Figurazione ottocentesca dei colossi di Memnone,

L’iscrizione intendeva rappresentare una città fortificata munita di torri difensive (da qui la presenza delle sporgenze). Ogni ovale fortificato era situato (o piuttosto riposizionato) sulla parte anteriore di un prigioniero incatenato, raffigurato con le armi sul dorso e legato ai polsi, a volte con una corda intorno al collo che lo legava agli altri prigionieri. Si trattava del metodo egiziano, tradizionale del Nuovo Regno, per rappresentare le città e paesi stranieri; anche se gli Egizi non controllavano in realtà questi luoghi stranieri, né erano sul punto di conquistarli, scrivevano i nomi su questi «ovali fortificati» per una convenzione artistica e politica, forse come simbolo di dominazione simbolica. 

Nel loro insieme, i nomi incisi su questi basamenti formavano una serie di liste geografiche che designavano il mondo conosciuto agli Egizi dell’epoca di Amenhotep III, all’inizio del XIV secolo a.C. Erano nominati su queste liste alcuni dei luoghi e delle popolazioni più importanti del Medio Oriente di allora, compresi gli Ittiti a nord, i Nubiani a sud e gli Assiri e i Babilonesi a est.

Nell’insieme, le liste sono uniche nella storia dell’Egitto.

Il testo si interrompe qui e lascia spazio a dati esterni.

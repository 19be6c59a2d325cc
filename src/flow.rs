//! Flow-style containers: `[...]` sequences and `{...}` mappings.
//!
//! Both run the same small state machine across lines until their
//! closing delimiter: ITEM expects the next value, CONTINUATION feeds
//! lines to a child scalar that spans them, COMMA expects a separator
//! or the close. Flow content is indentation-insensitive; the
//! surrounding block machinery keeps handing lines in until the
//! container terminates.

use crate::classify::key_string;
use crate::context::{read_node_properties, Context, Scope};
use crate::error::{ParseError, Result};
use crate::line::Line;
use crate::scalar::{Child, DoubleQuoted, PlainScalar, SingleQuoted};
use crate::value::Value;
use indexmap::IndexMap;

#[derive(Clone, Copy, Debug, PartialEq, Eq)]
enum FlowState {
    Item,
    Continuation,
    Comma,
    Closed,
}

/// A flow sequence or mapping under construction.
#[derive(Debug)]
pub(crate) struct FlowContainer {
    mapping: bool,
    scope: Scope,
    state: FlowState,
    items: Vec<Value>,
    entries: IndexMap<String, Value>,
    current: Option<Box<Child>>,
    item_scope: Option<Scope>,
    pending_key: Option<String>,
    start_line: usize,
    start_column: usize,
}

impl FlowContainer {
    /// Start a container with the cursor just past its opening
    /// delimiter and consume the rest of the line.
    pub fn begin(
        mapping: bool,
        scope: Scope,
        line: &mut Line,
        ctx: &mut Context,
    ) -> Result<Self> {
        let mut container = FlowContainer {
            mapping,
            scope,
            state: FlowState::Item,
            items: Vec::new(),
            entries: IndexMap::new(),
            current: None,
            item_scope: None,
            pending_key: None,
            start_line: line.number(),
            start_column: line.column(),
        };
        container.process(line, ctx)?;
        Ok(container)
    }

    pub fn terminated(&self) -> bool {
        self.state == FlowState::Closed
    }

    /// Feed the next line.
    pub fn continuation(&mut self, line: &mut Line, ctx: &mut Context) -> Result<()> {
        self.process(line, ctx)
    }

    /// The finished container value.
    pub fn into_value(self) -> Result<Value> {
        if self.state != FlowState::Closed {
            return Err(ParseError::Syntax {
                message: format!(
                    "Unterminated flow {}",
                    if self.mapping { "mapping" } else { "sequence" }
                ),
                line: self.start_line,
                column: self.start_column + 1,
            });
        }
        if self.mapping {
            Ok(Value::Mapping(self.entries))
        } else {
            Ok(Value::Sequence(self.items))
        }
    }

    fn process(&mut self, line: &mut Line, ctx: &mut Context) -> Result<()> {
        loop {
            match self.state {
                FlowState::Closed => return Ok(()),
                FlowState::Continuation => {
                    let child = self.current.as_mut().expect("continuation without child");
                    child.continuation(line, ctx)?;
                    if !self.settle_child(line) {
                        return Ok(());
                    }
                }
                FlowState::Item => {
                    line.skip_spaces();
                    if line.at_content_end() {
                        return Ok(());
                    }
                    if !self.dispatch_item(line, ctx)? {
                        return Ok(());
                    }
                }
                FlowState::Comma => {
                    line.skip_spaces();
                    if line.at_content_end() {
                        return Ok(());
                    }
                    self.dispatch_separator(line, ctx)?;
                }
            }
        }
    }

    /// Decide where a freshly fed child leaves the machine. Returns
    /// `false` when the line is exhausted.
    fn settle_child(&mut self, line: &Line) -> bool {
        let child = self.current.as_ref().expect("settling without child");
        if child.terminated() || line.at_colon() {
            self.state = FlowState::Comma;
            true
        } else {
            self.state = FlowState::Continuation;
            false
        }
    }

    /// ITEM: read node properties, then dispatch on the next character.
    /// Returns `false` when the line is exhausted.
    fn dispatch_item(&mut self, line: &mut Line, ctx: &mut Context) -> Result<bool> {
        // Properties read on an earlier line stay pending in the item
        // scope until the item's value arrives.
        let mut item_scope = match self.item_scope.take() {
            Some(scope) => scope,
            None => self.fresh_item_scope(),
        };
        read_node_properties(line, &mut item_scope, ctx, true)?;
        self.item_scope = Some(item_scope);
        if line.at_content_end() {
            return Ok(false);
        }

        match line.peek() {
            Some(']') if !self.mapping => {
                line.advance();
                // An empty child before `]` is dropped.
                self.flush_pending_pair(ctx)?;
                self.state = FlowState::Closed;
                Ok(true)
            }
            Some('}') if self.mapping => {
                line.advance();
                self.flush_missing_value(line)?;
                self.state = FlowState::Closed;
                Ok(true)
            }
            Some(',') => {
                if self.mapping {
                    return Err(line.syntax_error("Expected key in flow mapping"));
                }
                line.advance();
                if self.pending_key.is_some() {
                    self.flush_pending_pair(ctx)?;
                } else {
                    let scope = self.item_scope.take().unwrap_or_else(Scope::root);
                    scope.save_node_properties(ctx, &Value::Null);
                    self.items.push(Value::Null);
                }
                Ok(true)
            }
            Some('[') => {
                line.advance();
                self.start_child_container(false, line, ctx)
            }
            Some('{') => {
                line.advance();
                self.start_child_container(true, line, ctx)
            }
            Some('"') => {
                line.advance();
                let scalar = DoubleQuoted::begin(line)?;
                self.current = Some(Box::new(Child::DoubleQuoted(scalar)));
                Ok(self.settle_child(line))
            }
            Some('\'') => {
                line.advance();
                let scalar = SingleQuoted::begin(line);
                self.current = Some(Box::new(Child::SingleQuoted(scalar)));
                Ok(self.settle_child(line))
            }
            Some('*') => {
                line.advance();
                let name = line.take_while(|c| !c.is_whitespace() && !"[]{},".contains(c));
                let value = ctx
                    .lookup_anchor(name)
                    .cloned()
                    .ok_or_else(|| line.reference_error(format!("Unknown alias: {}", name)))?;
                self.current = Some(Box::new(Child::Alias(value)));
                self.state = FlowState::Comma;
                Ok(true)
            }
            _ => {
                let scalar = PlainScalar::begin(line, true);
                self.current = Some(Box::new(Child::Plain(scalar)));
                Ok(self.settle_child(line))
            }
        }
    }

    /// The scope for a fresh item: the next index for sequences, the
    /// keyed child for a mapping value, a scratch scope for a key.
    fn fresh_item_scope(&self) -> Scope {
        if self.mapping {
            match &self.pending_key {
                Some(key) => self.scope.child_key(key),
                None => {
                    let mut scope = self.scope.clone();
                    scope.anchor = None;
                    scope.tag = None;
                    scope
                }
            }
        } else {
            self.scope.child_index(self.items.len())
        }
    }

    fn start_child_container(
        &mut self,
        mapping: bool,
        line: &mut Line,
        ctx: &mut Context,
    ) -> Result<bool> {
        let scope = self
            .item_scope
            .as_ref()
            .cloned()
            .unwrap_or_else(Scope::root);
        let child = FlowContainer::begin(mapping, scope, line, ctx)?;
        self.current = Some(Box::new(Child::Flow(child)));
        Ok(self.settle_child(line))
    }

    /// COMMA: a separator, a `:` promoting the child to a key, or the
    /// closing delimiter.
    fn dispatch_separator(&mut self, line: &mut Line, ctx: &mut Context) -> Result<()> {
        let double_quoted_key = matches!(
            self.current.as_deref(),
            Some(Child::DoubleQuoted(_)) if self.mapping && self.pending_key.is_none()
        );
        if line.accept_colon() || (double_quoted_key && line.accept(':')) {
            if self.pending_key.is_some() {
                return Err(line.syntax_error("Unexpected ':' in flow collection"));
            }
            let child = self
                .current
                .take()
                .ok_or_else(|| line.syntax_error("Expected key before ':'"))?;
            let scope = self.item_scope.take().unwrap_or_else(Scope::root);
            let key_value = child.into_value(ctx, &scope)?;
            if let Some(anchor) = &scope.anchor {
                ctx.record_anchor(anchor.clone(), key_value.clone());
            }
            self.pending_key = Some(key_string(&key_value));
            self.state = FlowState::Item;
            return Ok(());
        }
        match line.peek() {
            Some(',') => {
                line.advance();
                self.flush(line, ctx)?;
                self.state = FlowState::Item;
                Ok(())
            }
            Some(']') if !self.mapping => {
                line.advance();
                self.flush(line, ctx)?;
                self.state = FlowState::Closed;
                Ok(())
            }
            Some('}') if self.mapping => {
                line.advance();
                self.flush(line, ctx)?;
                self.state = FlowState::Closed;
                Ok(())
            }
            _ => Err(line.syntax_error(if self.mapping {
                "Expected ',' or '}' in flow mapping"
            } else {
                "Expected ',' or ']' in flow sequence"
            })),
        }
    }

    /// Materialize the current child into the container.
    fn flush(&mut self, line: &Line, ctx: &mut Context) -> Result<()> {
        let child = match self.current.take() {
            Some(child) => child,
            None => return self.flush_pending_pair(ctx),
        };
        let scope = self.item_scope.take().unwrap_or_else(Scope::root);
        let value = child.into_value(ctx, &scope)?;
        match (self.mapping, self.pending_key.take()) {
            (true, Some(key)) => {
                scope.save_node_properties(ctx, &value);
                self.insert_entry(key, value, line)
            }
            (true, None) => {
                // A key with no `:` takes a null value.
                if let Some(anchor) = &scope.anchor {
                    ctx.record_anchor(anchor.clone(), value.clone());
                }
                self.insert_entry(key_string(&value), Value::Null, line)
            }
            (false, Some(key)) => {
                scope.save_node_properties(ctx, &value);
                let mut pair = IndexMap::new();
                pair.insert(key, value);
                self.items.push(Value::Mapping(pair));
                Ok(())
            }
            (false, None) => {
                scope.save_node_properties(ctx, &value);
                self.items.push(value);
                Ok(())
            }
        }
    }

    /// Flush a dangling `key:` whose value never arrived.
    fn flush_pending_pair(&mut self, ctx: &mut Context) -> Result<()> {
        if let Some(key) = self.pending_key.take() {
            if let Some(scope) = self.item_scope.take() {
                scope.save_node_properties(ctx, &Value::Null);
            }
            if self.mapping {
                self.entries.insert(key, Value::Null);
            } else {
                let mut pair = IndexMap::new();
                pair.insert(key, Value::Null);
                self.items.push(Value::Mapping(pair));
            }
        }
        Ok(())
    }

    /// `}` straight after a key position.
    fn flush_missing_value(&mut self, line: &Line) -> Result<()> {
        if let Some(key) = self.pending_key.take() {
            self.insert_entry(key, Value::Null, line)?;
        }
        Ok(())
    }

    fn insert_entry(&mut self, key: String, value: Value, line: &Line) -> Result<()> {
        if self.entries.contains_key(&key) {
            return Err(line.reference_error(format!("Duplicate key: {}", key)));
        }
        self.entries.insert(key, value);
        Ok(())
    }
}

Ma ciò che colpisce è che la lista scolpita sul basamento della quinta statua: contiene nomi mai citati prima nelle iscrizioni egizie. Sono presenti nomi di città e di località situate a ovest dell’Egitto, nomi strani come Micene, Nauplia, Cnosso, Cidonia e Citera, scritti sul frontone sinistro e sul lato sinistro del piedistallo, e due altri nomi, scritti separatamente sul lato frontale destro del piedestallo, come se si trattasse di un titolo situato a capo della lista: Keftiu e Tanafa.

Negli ultimi 50 anni, gli archeologi  e gli egittologi hanno discusso sul significato dei quindici nomi trovati sul basamento, e oggi questa lista è comunemente chiamata “Lista egea“.

Sono stati gli archeologi tedeschi e i loro collaboratori egiziani a trovare, negli Anni Sessanta del XX secolo, il piedistallo della statua, anche se successivamente una parte venne accidentalmente distrutta.

Secondo una fonte orale non verificata, i membri di una tribù di  beduini avevano acceso un fuoco  sotto il piedistallo e vi avevano gettato acqua fredda nel tentativo di staccare i pannelli incisi e poterli venderle sul mercato antiquario. La versione ufficiale è che furono gli incendi boschivi della zona a provocare i danni. Chiunque sia stato il colpevole, la base fu frantumata in mille pezzi!

Fino a poco tempo fa, i ricercatori avevano a disposizione solo alcune foto a colori del basamento originale che mostravano solo 13 dei 15 nomi mai identificati prima in Egitto.

Attualmente, i turisti possono ammirare le basi delle statue e le statue stesse riassemblate dopo più di 3000 anni: nel 1998, però, un team internazionale di archeologi guidati dall’egittologa Houring Sourouzian e dal marito Rainer Stadelmann, ex direttore dell’Istituto Archeologico tedesco del Cairo, ha riaperto gli scavi nel tempio funerario di Amnhotep III, a Kom el-Hetan. Le campagne hanno permesso di portare alla luce i frammenti del basamento con la “Listr egea” distrutta, oltre a quelli delle statue vicine e nel 2005 sono stati completamente restaurati.

Solo due dei nomi della lista erano noti agli scribi egizi e ai moderni egittologi: i due nomi posti in cima alla lista, Keftiu, la parola egizia usata per indicare l’isola di Creta, e Tanaja, la parola egizia per indicare il continente greco.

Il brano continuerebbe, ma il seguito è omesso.